Not everyone who is HIV positive needs antiretroviral therapy. Dr Khwezi Matoti runs the AIDS clinic at the Guguletu Day Hospital and explains when antiretroviral drugs become necessary.
DR. MATOTI: People who get ARVs according to our protocols are people who are at stage four of the disease or those who have low CD4 counts that are below 200.
THANDEKA: What is stage four? For a layperson.
DR MATOTI: Well, when we talk of stage four we talk of illnesses that are identified as opportunistic infections that attack people who live with HIV. The visible illnesses that makes us conclude that a person is on stage four are for example meningitis, TB, pneumonia (PCP), karposi sarcoma and so on.

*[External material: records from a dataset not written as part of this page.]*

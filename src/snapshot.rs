//! Snapshot naming and on-disk format.
//!
//! A snapshot is a JSON-lines object named
//! `compaction-<stream>-snapshot-<suffix>.jsonl`. The suffix encodes the
//! creation time inverted (`i64::MAX - epoch_millis`, base 36, zero-padded to
//! 13 digits), so an ascending listing returns the newest snapshot first.
//!
//! Every line is a [`SnapshotEntry`]:
//!
//! ```text
//! {"key":"__snapshot_position__","sequence":0,"data":"<base64 of OffsetVector JSON>"}
//! {"key":"order-1","sequence":1,"data":"<base64 of encoded value>"}
//! {"key":"order-2","sequence":2,"data":"<base64 of encoded value>"}
//! ```
//!
//! The first line is always the position header. Entries after it carry one
//! repository key each; `sequence` is the entry ordinal.

use std::io::{self, Write};

use base64::prelude::*;
use serde::{Deserialize, Serialize};

use crate::error::{DecodeError, EncodeError};
use crate::position::OffsetVector;

/// Key of the header entry carrying the snapshot's [`OffsetVector`].
pub const HEADER_KEY: &str = "__snapshot_position__";

/// File extension of snapshot objects.
pub const SNAPSHOT_EXTENSION: &str = ".jsonl";

const SUFFIX_WIDTH: usize = 13;
const BASE36: &[u8; 36] = b"0123456789abcdefghijklmnopqrstuvwxyz";

/// Prefix shared by every snapshot of `stream`.
///
/// # Examples
///
/// ```
/// assert_eq!(
///     shardfold::snapshot::snapshot_prefix("orders"),
///     "compaction-orders-snapshot-"
/// );
/// ```
pub fn snapshot_prefix(stream: &str) -> String {
    format!("compaction-{stream}-snapshot-")
}

/// Name of a snapshot of `stream` created at `epoch_millis`.
pub fn snapshot_name(stream: &str, epoch_millis: u64) -> String {
    format!(
        "{}{}{SNAPSHOT_EXTENSION}",
        snapshot_prefix(stream),
        inverted_suffix(epoch_millis)
    )
}

/// Recover the creation time encoded in a snapshot name of `stream`.
///
/// Returns `None` if the name does not belong to `stream` or is malformed.
pub fn snapshot_timestamp(stream: &str, name: &str) -> Option<u64> {
    let suffix = name
        .strip_prefix(&snapshot_prefix(stream))?
        .strip_suffix(SNAPSHOT_EXTENSION)?;
    if suffix.len() != SUFFIX_WIDTH || !suffix.bytes().all(|b| BASE36.contains(&b)) {
        return None;
    }
    let inverted = i64::from_str_radix(suffix, 36).ok()?;
    u64::try_from(i64::MAX.checked_sub(inverted)?).ok()
}

fn inverted_suffix(epoch_millis: u64) -> String {
    let millis = i64::try_from(epoch_millis).unwrap_or(i64::MAX);
    let mut n = (i64::MAX - millis) as u64;
    let mut digits = [b'0'; SUFFIX_WIDTH];
    for slot in digits.iter_mut().rev() {
        *slot = BASE36[(n % 36) as usize];
        n /= 36;
    }
    digits.iter().map(|&b| b as char).collect()
}

/// One line of a snapshot object.
#[derive(Debug, Clone, PartialEq, Eq, Serialize, Deserialize)]
pub struct SnapshotEntry {
    /// Repository key, or [`HEADER_KEY`] for the position header.
    pub key: String,
    /// Ordinal of the entry within the snapshot; the header is `0`.
    pub sequence: u64,
    /// Base64-encoded value bytes.
    pub data: String,
}

impl SnapshotEntry {
    /// Header entry carrying `position`.
    ///
    /// # Errors
    ///
    /// Returns [`EncodeError`] if the vector cannot be serialized.
    pub fn header(position: &OffsetVector) -> Result<Self, EncodeError> {
        let json = serde_json::to_vec(position).map_err(EncodeError::new)?;
        Ok(Self {
            key: HEADER_KEY.to_owned(),
            sequence: 0,
            data: BASE64_STANDARD.encode(json),
        })
    }

    /// State entry for `key` holding already encoded `bytes`.
    pub fn state(key: impl Into<String>, sequence: u64, bytes: &[u8]) -> Self {
        Self {
            key: key.into(),
            sequence,
            data: BASE64_STANDARD.encode(bytes),
        }
    }

    /// Returns `true` for the position header.
    pub fn is_header(&self) -> bool {
        self.key == HEADER_KEY
    }

    /// Parse one line of a snapshot object.
    ///
    /// # Errors
    ///
    /// Returns [`DecodeError`] if the line is not a valid entry.
    pub fn parse(line: &str) -> Result<Self, DecodeError> {
        serde_json::from_str(line).map_err(DecodeError::new)
    }

    /// The raw value bytes.
    ///
    /// # Errors
    ///
    /// Returns [`DecodeError`] if `data` is not valid base64.
    pub fn bytes(&self) -> Result<Vec<u8>, DecodeError> {
        BASE64_STANDARD.decode(&self.data).map_err(DecodeError::new)
    }

    /// The position carried by a header entry.
    ///
    /// # Errors
    ///
    /// Returns [`DecodeError`] if the payload is not an encoded vector.
    pub fn position(&self) -> Result<OffsetVector, DecodeError> {
        serde_json::from_slice(&self.bytes()?).map_err(DecodeError::new)
    }

    /// Append this entry as one line to `writer`.
    ///
    /// # Errors
    ///
    /// Returns `io::Error` if writing fails.
    pub fn write_line<W: Write>(&self, mut writer: W) -> io::Result<()> {
        serde_json::to_writer(&mut writer, self).map_err(io::Error::other)?;
        writer.write_all(b"\n")
    }
}

#[cfg(test)]
mod tests {
    use super::*;

    #[test]
    fn name_has_stream_prefix_and_fixed_width_suffix() {
        let name = snapshot_name("teststream", 1_700_000_000_000);
        assert!(name.starts_with("compaction-teststream-snapshot-"));
        assert!(name.ends_with(".jsonl"));
        let suffix = &name["compaction-teststream-snapshot-".len()..name.len() - ".jsonl".len()];
        assert_eq!(suffix.len(), 13);
    }

    #[test]
    fn newer_snapshots_sort_first() {
        let older = snapshot_name("s", 1_000);
        let newer = snapshot_name("s", 2_000);
        let mut names = vec![older.clone(), newer.clone()];
        names.sort();
        assert_eq!(names, vec![newer, older]);
    }

    #[test]
    fn timestamp_round_trips_through_name() {
        let name = snapshot_name("orders", 1_712_345_678_901);
        assert_eq!(snapshot_timestamp("orders", &name), Some(1_712_345_678_901));
        assert_eq!(snapshot_timestamp("payments", &name), None);
        assert_eq!(snapshot_timestamp("orders", "compaction-orders-snapshot-zz.jsonl"), None);
    }

    #[test]
    fn signed_or_foreign_suffixes_are_rejected() {
        for suffix in ["-000000000001", "+000000000001", "00000000000Z1", "0000000000 01"] {
            let name = format!("compaction-orders-snapshot-{suffix}.jsonl");
            assert_eq!(snapshot_timestamp("orders", &name), None, "suffix {suffix:?}");
        }
    }

    #[test]
    fn epoch_zero_encodes_max_value() {
        let name = snapshot_name("s", 0);
        assert_eq!(name, "compaction-s-snapshot-1y2p0ij32e8e7.jsonl");
    }

    #[test]
    fn header_carries_position() {
        let position = OffsetVector::of([("shard1", "1234"), ("shard2", "abcde")]);
        let header = SnapshotEntry::header(&position).expect("header should encode");
        assert!(header.is_header());
        assert_eq!(header.sequence, 0);
        assert_eq!(header.position().expect("position should decode"), position);
    }

    #[test]
    fn state_entry_writes_one_json_line() {
        let entry = SnapshotEntry::state("k", 3, b"\x00\xffvalue");
        let mut buf = Vec::new();
        entry.write_line(&mut buf).expect("write should succeed");

        let text = String::from_utf8(buf).expect("line is utf-8");
        assert!(text.ends_with('\n'));
        assert_eq!(text.matches('\n').count(), 1);

        let parsed = SnapshotEntry::parse(text.trim_end()).expect("parse should succeed");
        assert_eq!(parsed, entry);
        assert_eq!(parsed.bytes().expect("valid base64"), b"\x00\xffvalue");
    }

    #[test]
    fn corrupt_lines_are_decode_errors() {
        assert!(SnapshotEntry::parse("{not json").is_err());
        let entry = SnapshotEntry {
            key: "k".into(),
            sequence: 1,
            data: "***".into(),
        };
        assert!(entry.bytes().is_err());
    }
}
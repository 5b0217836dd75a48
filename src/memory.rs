//! In-process partitioned log.
//!
//! [`InMemoryLog`] implements [`LogClient`] over plain vectors. Sequence
//! tokens are the 1-based record index within the partition. Reads block up
//! to the poll timeout for an append, so a live loop over it behaves like one
//! over a real log.

use std::collections::{BTreeMap, HashMap};
use std::sync::Mutex;
use std::sync::atomic::{AtomicBool, Ordering};
use std::time::{Duration, SystemTime, UNIX_EPOCH};

use async_trait::async_trait;
use tokio::sync::Notify;

use crate::client::{Fetch, LogClient};
use crate::error::TransportError;
use crate::event::Record;
use crate::position::{PartitionId, SequenceToken};

#[derive(Debug, Default)]
struct PartitionLog {
    records: Vec<Record>,
    closed: bool,
}

/// A partitioned, append-only log held in memory.
#[derive(Debug, Default)]
pub struct InMemoryLog {
    streams: Mutex<HashMap<String, BTreeMap<PartitionId, PartitionLog>>>,
    appended: Notify,
    fail_listing: AtomicBool,
}

impl InMemoryLog {
    /// Create an empty log.
    pub fn new() -> Self {
        Self::default()
    }

    /// Append a record stamped with the current time, creating the stream and
    /// partition on first use.
    ///
    /// # Returns
    ///
    /// The sequence token assigned to the record.
    pub fn append(
        &self,
        stream: &str,
        partition: &str,
        key: &str,
        data: impl Into<Vec<u8>>,
    ) -> SequenceToken {
        self.append_at(stream, partition, key, data, now_millis())
    }

    /// Append a record with an explicit arrival timestamp (epoch millis).
    ///
    /// A record's lag is computed at read time as the distance between its
    /// arrival timestamp and that of the partition head.
    pub fn append_at(
        &self,
        stream: &str,
        partition: &str,
        key: &str,
        data: impl Into<Vec<u8>>,
        arrival_timestamp: u64,
    ) -> SequenceToken {
        let token = {
            let mut streams = self.lock();
            let log = streams
                .entry(stream.to_owned())
                .or_default()
                .entry(partition.to_owned())
                .or_default();
            let token = SequenceToken::from(log.records.len() as u64 + 1);
            log.records
                .push(Record::new(key, data, token.clone(), arrival_timestamp));
            token
        };
        self.appended.notify_waiters();
        token
    }

    /// Close a partition. It stays readable until drained but is no longer
    /// listed as open.
    pub fn close_partition(&self, stream: &str, partition: &str) {
        if let Some(log) = self
            .lock()
            .get_mut(stream)
            .and_then(|partitions| partitions.get_mut(partition))
        {
            log.closed = true;
        }
        self.appended.notify_waiters();
    }

    /// Number of records in a partition.
    pub fn len(&self, stream: &str, partition: &str) -> usize {
        self.lock()
            .get(stream)
            .and_then(|partitions| partitions.get(partition))
            .map_or(0, |log| log.records.len())
    }

    /// Make partition listing fail, simulating an unreachable log.
    pub fn fail_listing(&self, fail: bool) {
        self.fail_listing.store(fail, Ordering::Release);
    }

    fn lock(&self) -> std::sync::MutexGuard<'_, HashMap<String, BTreeMap<PartitionId, PartitionLog>>> {
        self.streams.lock().unwrap_or_else(|e| e.into_inner())
    }

    fn try_read(
        &self,
        stream: &str,
        partition: &str,
        after: Option<&SequenceToken>,
    ) -> Result<Option<Fetch>, TransportError> {
        let streams = self.lock();
        let log = streams
            .get(stream)
            .and_then(|partitions| partitions.get(partition))
            .ok_or_else(|| {
                TransportError::new(format!("unknown partition '{partition}' of stream '{stream}'"))
            })?;

        let next = match after {
            None => log.records.first(),
            Some(token) => {
                let idx = log.records.partition_point(|r| r.sequence <= *token);
                log.records.get(idx)
            }
        };

        match next {
            Some(record) => {
                let head = log
                    .records
                    .last()
                    .map_or(record.arrival_timestamp, |r| r.arrival_timestamp);
                let behind = Duration::from_millis(head.saturating_sub(record.arrival_timestamp));
                Ok(Some(Fetch::Record(record.clone().with_behind_latest(behind))))
            }
            None if log.closed => Ok(Some(Fetch::Closed)),
            None => Ok(None),
        }
    }
}

#[async_trait]
impl LogClient for InMemoryLog {
    async fn list_open_partitions(&self, stream: &str) -> Result<Vec<PartitionId>, TransportError> {
        if self.fail_listing.load(Ordering::Acquire) {
            return Err(TransportError::new("partition listing unavailable"));
        }
        Ok(self
            .lock()
            .get(stream)
            .map(|partitions| {
                partitions
                    .iter()
                    .filter(|(_, log)| !log.closed)
                    .map(|(id, _)| id.clone())
                    .collect()
            })
            .unwrap_or_default())
    }

    async fn read_from(
        &self,
        stream: &str,
        partition: &str,
        after: Option<&SequenceToken>,
        timeout: Duration,
    ) -> Result<Fetch, TransportError> {
        let notified = self.appended.notified();
        tokio::pin!(notified);
        // Register before checking so an append in between is not missed.
        notified.as_mut().enable();

        if let Some(fetch) = self.try_read(stream, partition, after)? {
            return Ok(fetch);
        }

        let _ = tokio::time::timeout(timeout, notified).await;
        Ok(self
            .try_read(stream, partition, after)?
            .unwrap_or(Fetch::Idle))
    }
}

fn now_millis() -> u64 {
    SystemTime::now()
        .duration_since(UNIX_EPOCH)
        .map_or(0, |d| d.as_millis() as u64)
}

#[cfg(test)]
mod tests {
    use super::*;
    use std::sync::Arc;

    #[tokio::test]
    async fn reads_records_in_order_then_idles() {
        let log = InMemoryLog::new();
        let first = log.append("s", "p", "k", "a");
        log.append("s", "p", "k", "b");

        let fetch = log
            .read_from("s", "p", None, Duration::ZERO)
            .await
            .expect("read should succeed");
        assert!(matches!(fetch, Fetch::Record(ref r) if r.data == b"a"));

        let fetch = log
            .read_from("s", "p", Some(&first), Duration::ZERO)
            .await
            .expect("read should succeed");
        let Fetch::Record(second) = fetch else {
            panic!("expected a record, got {fetch:?}");
        };
        assert_eq!(second.data, b"b");

        let fetch = log
            .read_from("s", "p", Some(&second.sequence), Duration::from_millis(1))
            .await
            .expect("read should succeed");
        assert_eq!(fetch, Fetch::Idle);
    }

    #[tokio::test]
    async fn closed_partition_is_unlisted_and_reports_closed_when_drained() {
        let log = InMemoryLog::new();
        let token = log.append("s", "p1", "k", "a");
        log.append("s", "p2", "k", "b");
        log.close_partition("s", "p1");

        let open = log.list_open_partitions("s").await.expect("list should succeed");
        assert_eq!(open, vec!["p2".to_string()]);

        let fetch = log
            .read_from("s", "p1", Some(&token), Duration::ZERO)
            .await
            .expect("read should succeed");
        assert_eq!(fetch, Fetch::Closed);
    }

    #[tokio::test]
    async fn lag_is_distance_to_partition_head() {
        let log = InMemoryLog::new();
        log.append_at("s", "p", "k", "old", 1_000);
        log.append_at("s", "p", "k", "new", 61_000);

        let fetch = log
            .read_from("s", "p", None, Duration::ZERO)
            .await
            .expect("read should succeed");
        let Fetch::Record(record) = fetch else {
            panic!("expected a record, got {fetch:?}");
        };
        assert_eq!(record.behind_latest, Duration::from_secs(60));
    }

    #[tokio::test]
    async fn blocked_read_wakes_on_append() {
        let log = Arc::new(InMemoryLog::new());
        let token = log.append("s", "p", "k", "a");

        let reader = Arc::clone(&log);
        let read = tokio::spawn(async move {
            reader
                .read_from("s", "p", Some(&token), Duration::from_secs(5))
                .await
        });
        tokio::time::sleep(Duration::from_millis(20)).await;
        log.append("s", "p", "k", "b");

        let fetch = read
            .await
            .expect("task should not panic")
            .expect("read should succeed");
        assert!(matches!(fetch, Fetch::Record(ref r) if r.data == b"b"));
    }

    #[tokio::test]
    async fn reads_after_a_mid_partition_token() {
        let log = InMemoryLog::new();
        for i in 1..=120u64 {
            log.append("s", "p", "k", format!("v{i}"));
        }

        for after in [1u64, 9, 57, 99, 119] {
            let fetch = log
                .read_from("s", "p", Some(&SequenceToken::from(after)), Duration::ZERO)
                .await
                .expect("read should succeed");
            let Fetch::Record(record) = fetch else {
                panic!("expected a record after {after}, got {fetch:?}");
            };
            assert_eq!(record.sequence, SequenceToken::from(after + 1));
            assert_eq!(record.data, format!("v{}", after + 1).into_bytes());
        }

        let fetch = log
            .read_from("s", "p", Some(&SequenceToken::from(120u64)), Duration::ZERO)
            .await
            .expect("read should succeed");
        assert_eq!(fetch, Fetch::Idle);
    }

    #[tokio::test]
    async fn unknown_partition_is_a_transport_error() {
        let log = InMemoryLog::new();
        let result = log.read_from("s", "nope", None, Duration::ZERO).await;
        assert!(result.is_err());
    }
}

THANDEKA: Can you take us through first, second and third stages of AIDS.
DR MATOTI: Basically the stage one people are normally not aware that they are HIV positive until they go for an HIV test and that’s when they first discover that they are HIV. Stage two usually is people who have problems of shingles, ulcers in the mouth and nay other rash in the body. In stage three the most common condition is TB, tuberculosis in the lungs, thrash in the mouth and in the ladies private parts although that does not mean that if you have vaginal thrash you’re HIV positive but it’s common in pregnant women or on diabetic.
THANDEKA: Do think that there’s a need for provision of ARVs?
DR. MATOTI: Ja, of course there’s a need for government to provide ARVs , this is something that needed to be done five years ago and not now for the simple reason that we have seen that these ARVs help the people to recover for example we have seen bed ridden people getting better basically what these ARVs are doing they improve the quality of life and prolong the lives of the people. This has many implications because the government saves lots of money instead of people going to doctors and admitted in hospitals all the time. The only thing we should guard against is that they should be given to the most needy and those who are in the right stage to get them and unfortunately it’s not everybody that will get them.
Another thing we need to note is that we need to have the right infrastructure we need to work towards training people especially health workers be it doctors or nurses to train them to handle these drugs because these drugs are obviously new and it’s not like taking a panado there’s a lot involved with anti retroviral.
Again we need to train the communities who are going to get the treatment people need to be educated in terms of knowing why are they taking these anti retroviral and what should they look at and what side effects are they going to come across. What they should do if they come across those side effects. People need to know and be taught what will happen if they default.